_Task instructions_
Scan the entries that follow and copy out every line containing "configuration".

_Data for this exercise_
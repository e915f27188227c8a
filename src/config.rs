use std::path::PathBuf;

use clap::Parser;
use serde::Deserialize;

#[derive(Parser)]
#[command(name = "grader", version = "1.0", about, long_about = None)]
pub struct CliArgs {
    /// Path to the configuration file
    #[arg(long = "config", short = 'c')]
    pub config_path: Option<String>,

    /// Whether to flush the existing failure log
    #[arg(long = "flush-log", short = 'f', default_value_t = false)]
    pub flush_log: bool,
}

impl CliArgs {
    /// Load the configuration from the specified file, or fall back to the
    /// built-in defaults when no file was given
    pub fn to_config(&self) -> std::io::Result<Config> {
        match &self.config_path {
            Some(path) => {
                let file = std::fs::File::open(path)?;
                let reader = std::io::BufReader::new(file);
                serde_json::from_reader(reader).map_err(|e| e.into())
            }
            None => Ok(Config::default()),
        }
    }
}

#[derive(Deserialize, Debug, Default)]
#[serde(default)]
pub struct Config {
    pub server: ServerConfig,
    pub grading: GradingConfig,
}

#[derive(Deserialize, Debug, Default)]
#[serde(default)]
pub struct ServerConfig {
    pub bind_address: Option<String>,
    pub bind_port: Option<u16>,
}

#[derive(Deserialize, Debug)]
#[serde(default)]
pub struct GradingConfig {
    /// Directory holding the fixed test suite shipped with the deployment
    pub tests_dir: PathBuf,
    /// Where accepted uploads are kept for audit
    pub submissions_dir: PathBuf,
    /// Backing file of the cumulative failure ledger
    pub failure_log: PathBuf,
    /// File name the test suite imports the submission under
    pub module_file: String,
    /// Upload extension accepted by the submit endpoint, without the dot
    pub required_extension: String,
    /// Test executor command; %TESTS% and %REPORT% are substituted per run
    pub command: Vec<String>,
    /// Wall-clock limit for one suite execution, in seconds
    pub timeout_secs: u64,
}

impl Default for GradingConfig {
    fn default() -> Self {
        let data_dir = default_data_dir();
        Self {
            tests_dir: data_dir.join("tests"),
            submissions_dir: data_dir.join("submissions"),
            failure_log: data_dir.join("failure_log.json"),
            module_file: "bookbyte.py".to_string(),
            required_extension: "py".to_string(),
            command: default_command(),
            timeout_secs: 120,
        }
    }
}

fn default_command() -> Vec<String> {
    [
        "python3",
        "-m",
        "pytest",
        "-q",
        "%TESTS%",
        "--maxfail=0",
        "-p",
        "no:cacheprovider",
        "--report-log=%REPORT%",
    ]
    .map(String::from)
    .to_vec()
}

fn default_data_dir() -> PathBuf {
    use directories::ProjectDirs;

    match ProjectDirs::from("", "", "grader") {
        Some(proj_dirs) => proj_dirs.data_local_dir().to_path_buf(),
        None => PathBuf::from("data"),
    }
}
---
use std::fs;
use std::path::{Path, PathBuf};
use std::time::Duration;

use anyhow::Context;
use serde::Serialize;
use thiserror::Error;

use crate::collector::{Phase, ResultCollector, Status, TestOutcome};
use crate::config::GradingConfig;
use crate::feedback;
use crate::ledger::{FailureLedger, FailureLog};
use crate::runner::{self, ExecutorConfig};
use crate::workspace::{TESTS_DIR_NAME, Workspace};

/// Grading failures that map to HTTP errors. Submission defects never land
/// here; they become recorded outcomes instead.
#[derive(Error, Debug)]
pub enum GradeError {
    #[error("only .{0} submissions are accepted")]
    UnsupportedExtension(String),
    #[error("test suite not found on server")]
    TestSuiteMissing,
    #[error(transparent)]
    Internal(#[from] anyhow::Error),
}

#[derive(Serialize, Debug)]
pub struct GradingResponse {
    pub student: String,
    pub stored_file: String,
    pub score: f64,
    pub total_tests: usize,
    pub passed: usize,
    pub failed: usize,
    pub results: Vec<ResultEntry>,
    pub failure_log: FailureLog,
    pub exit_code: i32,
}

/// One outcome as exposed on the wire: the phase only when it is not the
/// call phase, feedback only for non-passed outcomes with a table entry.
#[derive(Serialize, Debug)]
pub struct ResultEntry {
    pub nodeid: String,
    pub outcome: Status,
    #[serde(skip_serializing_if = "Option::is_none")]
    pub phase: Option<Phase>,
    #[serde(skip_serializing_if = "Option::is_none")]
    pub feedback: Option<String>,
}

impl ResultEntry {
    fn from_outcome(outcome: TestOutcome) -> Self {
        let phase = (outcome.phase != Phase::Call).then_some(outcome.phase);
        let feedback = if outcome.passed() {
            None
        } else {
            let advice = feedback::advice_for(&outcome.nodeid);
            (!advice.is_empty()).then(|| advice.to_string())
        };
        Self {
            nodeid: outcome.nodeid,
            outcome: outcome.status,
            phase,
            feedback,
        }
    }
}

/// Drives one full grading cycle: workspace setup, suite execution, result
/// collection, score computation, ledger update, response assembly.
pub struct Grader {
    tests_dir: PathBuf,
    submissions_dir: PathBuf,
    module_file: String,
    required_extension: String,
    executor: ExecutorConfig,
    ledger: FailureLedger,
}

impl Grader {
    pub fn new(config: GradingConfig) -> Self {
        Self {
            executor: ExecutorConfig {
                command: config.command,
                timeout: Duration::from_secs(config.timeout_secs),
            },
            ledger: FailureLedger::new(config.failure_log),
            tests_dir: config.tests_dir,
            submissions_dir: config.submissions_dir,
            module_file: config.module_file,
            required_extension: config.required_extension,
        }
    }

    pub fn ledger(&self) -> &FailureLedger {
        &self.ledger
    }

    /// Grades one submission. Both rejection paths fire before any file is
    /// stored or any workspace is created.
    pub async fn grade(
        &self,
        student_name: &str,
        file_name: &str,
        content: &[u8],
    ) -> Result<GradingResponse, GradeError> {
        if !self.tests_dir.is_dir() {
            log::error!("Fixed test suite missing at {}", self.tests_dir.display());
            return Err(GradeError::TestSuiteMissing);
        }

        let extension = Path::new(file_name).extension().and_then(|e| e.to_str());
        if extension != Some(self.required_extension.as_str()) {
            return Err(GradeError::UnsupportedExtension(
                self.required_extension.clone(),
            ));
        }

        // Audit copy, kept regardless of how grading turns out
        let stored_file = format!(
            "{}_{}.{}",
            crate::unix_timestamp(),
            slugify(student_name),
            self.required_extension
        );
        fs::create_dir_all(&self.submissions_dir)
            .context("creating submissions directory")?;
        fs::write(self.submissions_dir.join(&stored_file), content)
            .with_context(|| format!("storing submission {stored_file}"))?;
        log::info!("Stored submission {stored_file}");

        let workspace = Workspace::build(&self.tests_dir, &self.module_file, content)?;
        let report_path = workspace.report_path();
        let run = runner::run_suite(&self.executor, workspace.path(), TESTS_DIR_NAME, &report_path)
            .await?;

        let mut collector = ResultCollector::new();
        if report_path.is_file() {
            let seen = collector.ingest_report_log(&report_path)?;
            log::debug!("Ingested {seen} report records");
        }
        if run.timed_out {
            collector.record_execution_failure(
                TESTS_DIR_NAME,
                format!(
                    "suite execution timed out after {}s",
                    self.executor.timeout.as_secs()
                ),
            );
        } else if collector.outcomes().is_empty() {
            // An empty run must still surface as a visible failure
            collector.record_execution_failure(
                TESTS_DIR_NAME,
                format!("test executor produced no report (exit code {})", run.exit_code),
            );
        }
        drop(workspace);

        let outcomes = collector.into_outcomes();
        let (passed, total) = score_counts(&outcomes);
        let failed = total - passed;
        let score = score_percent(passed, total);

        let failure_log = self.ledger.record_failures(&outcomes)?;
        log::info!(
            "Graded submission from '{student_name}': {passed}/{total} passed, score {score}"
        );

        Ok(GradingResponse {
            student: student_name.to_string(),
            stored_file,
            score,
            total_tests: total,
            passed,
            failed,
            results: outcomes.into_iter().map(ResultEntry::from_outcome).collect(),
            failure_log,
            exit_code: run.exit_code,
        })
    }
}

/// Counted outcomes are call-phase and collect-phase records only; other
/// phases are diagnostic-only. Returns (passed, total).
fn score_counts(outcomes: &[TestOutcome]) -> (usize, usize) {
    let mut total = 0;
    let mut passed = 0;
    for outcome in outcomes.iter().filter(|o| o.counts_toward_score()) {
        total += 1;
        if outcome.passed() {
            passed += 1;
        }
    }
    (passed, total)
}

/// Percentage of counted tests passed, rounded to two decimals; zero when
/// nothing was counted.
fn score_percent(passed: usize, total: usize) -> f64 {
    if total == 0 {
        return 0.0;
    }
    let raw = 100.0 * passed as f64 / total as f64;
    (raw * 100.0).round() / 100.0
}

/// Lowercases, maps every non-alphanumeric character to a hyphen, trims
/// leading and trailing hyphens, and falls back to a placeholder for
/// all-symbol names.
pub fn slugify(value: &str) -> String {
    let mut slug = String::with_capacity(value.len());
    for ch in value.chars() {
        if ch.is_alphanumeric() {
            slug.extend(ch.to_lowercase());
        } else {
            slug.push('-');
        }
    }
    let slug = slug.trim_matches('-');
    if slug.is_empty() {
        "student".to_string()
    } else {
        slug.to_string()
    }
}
...
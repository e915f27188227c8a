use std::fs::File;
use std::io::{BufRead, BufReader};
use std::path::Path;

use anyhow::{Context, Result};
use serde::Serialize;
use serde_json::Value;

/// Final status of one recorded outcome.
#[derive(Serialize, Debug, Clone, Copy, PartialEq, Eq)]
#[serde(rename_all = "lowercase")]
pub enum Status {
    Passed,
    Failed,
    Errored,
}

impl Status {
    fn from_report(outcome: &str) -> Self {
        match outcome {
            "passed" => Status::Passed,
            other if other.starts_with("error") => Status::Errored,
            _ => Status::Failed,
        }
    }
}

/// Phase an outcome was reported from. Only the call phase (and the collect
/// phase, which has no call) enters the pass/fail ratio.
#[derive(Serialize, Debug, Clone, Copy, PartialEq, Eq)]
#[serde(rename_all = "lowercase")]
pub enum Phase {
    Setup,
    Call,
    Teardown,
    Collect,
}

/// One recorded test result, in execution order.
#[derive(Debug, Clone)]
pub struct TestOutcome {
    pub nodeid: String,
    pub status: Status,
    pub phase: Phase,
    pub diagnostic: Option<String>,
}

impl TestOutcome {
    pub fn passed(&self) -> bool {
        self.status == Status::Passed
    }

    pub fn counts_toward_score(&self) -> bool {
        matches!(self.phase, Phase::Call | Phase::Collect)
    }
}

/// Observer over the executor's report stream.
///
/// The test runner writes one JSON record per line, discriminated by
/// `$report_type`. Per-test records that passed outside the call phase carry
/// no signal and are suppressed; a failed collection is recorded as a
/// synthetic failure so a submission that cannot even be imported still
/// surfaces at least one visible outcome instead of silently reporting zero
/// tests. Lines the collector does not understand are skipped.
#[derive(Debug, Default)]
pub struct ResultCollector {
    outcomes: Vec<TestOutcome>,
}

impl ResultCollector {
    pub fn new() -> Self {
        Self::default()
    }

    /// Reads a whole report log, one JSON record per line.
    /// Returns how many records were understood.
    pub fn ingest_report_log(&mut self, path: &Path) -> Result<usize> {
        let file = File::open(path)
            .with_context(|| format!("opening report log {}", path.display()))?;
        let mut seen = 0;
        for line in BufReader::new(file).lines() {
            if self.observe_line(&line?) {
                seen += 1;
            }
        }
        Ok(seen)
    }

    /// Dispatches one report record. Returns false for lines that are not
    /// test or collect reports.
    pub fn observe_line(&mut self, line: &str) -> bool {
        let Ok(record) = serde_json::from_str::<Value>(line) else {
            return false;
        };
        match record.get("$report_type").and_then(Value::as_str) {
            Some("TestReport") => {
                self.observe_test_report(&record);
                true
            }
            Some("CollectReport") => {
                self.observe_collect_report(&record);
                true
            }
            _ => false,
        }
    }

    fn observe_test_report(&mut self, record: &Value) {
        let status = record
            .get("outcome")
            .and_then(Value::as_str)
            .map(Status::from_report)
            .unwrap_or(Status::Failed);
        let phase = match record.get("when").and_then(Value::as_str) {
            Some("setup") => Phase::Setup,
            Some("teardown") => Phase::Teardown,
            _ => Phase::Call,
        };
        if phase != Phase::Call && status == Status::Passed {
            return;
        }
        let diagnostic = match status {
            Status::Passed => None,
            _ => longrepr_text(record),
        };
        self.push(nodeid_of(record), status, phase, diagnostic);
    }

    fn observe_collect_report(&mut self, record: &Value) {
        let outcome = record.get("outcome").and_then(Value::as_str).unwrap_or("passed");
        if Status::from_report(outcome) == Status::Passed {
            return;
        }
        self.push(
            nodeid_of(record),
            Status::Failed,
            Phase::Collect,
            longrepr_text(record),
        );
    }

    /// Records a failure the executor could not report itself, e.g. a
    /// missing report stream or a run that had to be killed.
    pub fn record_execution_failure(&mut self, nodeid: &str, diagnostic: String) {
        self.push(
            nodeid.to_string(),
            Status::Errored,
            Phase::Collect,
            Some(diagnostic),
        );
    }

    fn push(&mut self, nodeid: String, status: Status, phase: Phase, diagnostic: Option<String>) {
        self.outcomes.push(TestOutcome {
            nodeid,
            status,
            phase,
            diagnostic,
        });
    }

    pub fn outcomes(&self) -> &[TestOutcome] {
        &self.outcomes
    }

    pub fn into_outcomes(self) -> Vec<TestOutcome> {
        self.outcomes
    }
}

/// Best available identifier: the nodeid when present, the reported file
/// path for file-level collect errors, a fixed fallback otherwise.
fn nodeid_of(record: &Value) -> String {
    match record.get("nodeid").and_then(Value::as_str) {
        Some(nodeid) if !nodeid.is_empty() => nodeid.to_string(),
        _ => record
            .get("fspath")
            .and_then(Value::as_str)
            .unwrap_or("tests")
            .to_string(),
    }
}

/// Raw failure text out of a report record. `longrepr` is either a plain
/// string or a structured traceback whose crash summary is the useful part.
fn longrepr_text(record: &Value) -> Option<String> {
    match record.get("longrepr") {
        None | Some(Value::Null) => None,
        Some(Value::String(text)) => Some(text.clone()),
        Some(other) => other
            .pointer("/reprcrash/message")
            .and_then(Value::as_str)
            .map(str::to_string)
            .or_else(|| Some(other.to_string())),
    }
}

_Response to this task_
    /// Path to the configuration file
    /// Load the configuration from the specified file, or fall back to the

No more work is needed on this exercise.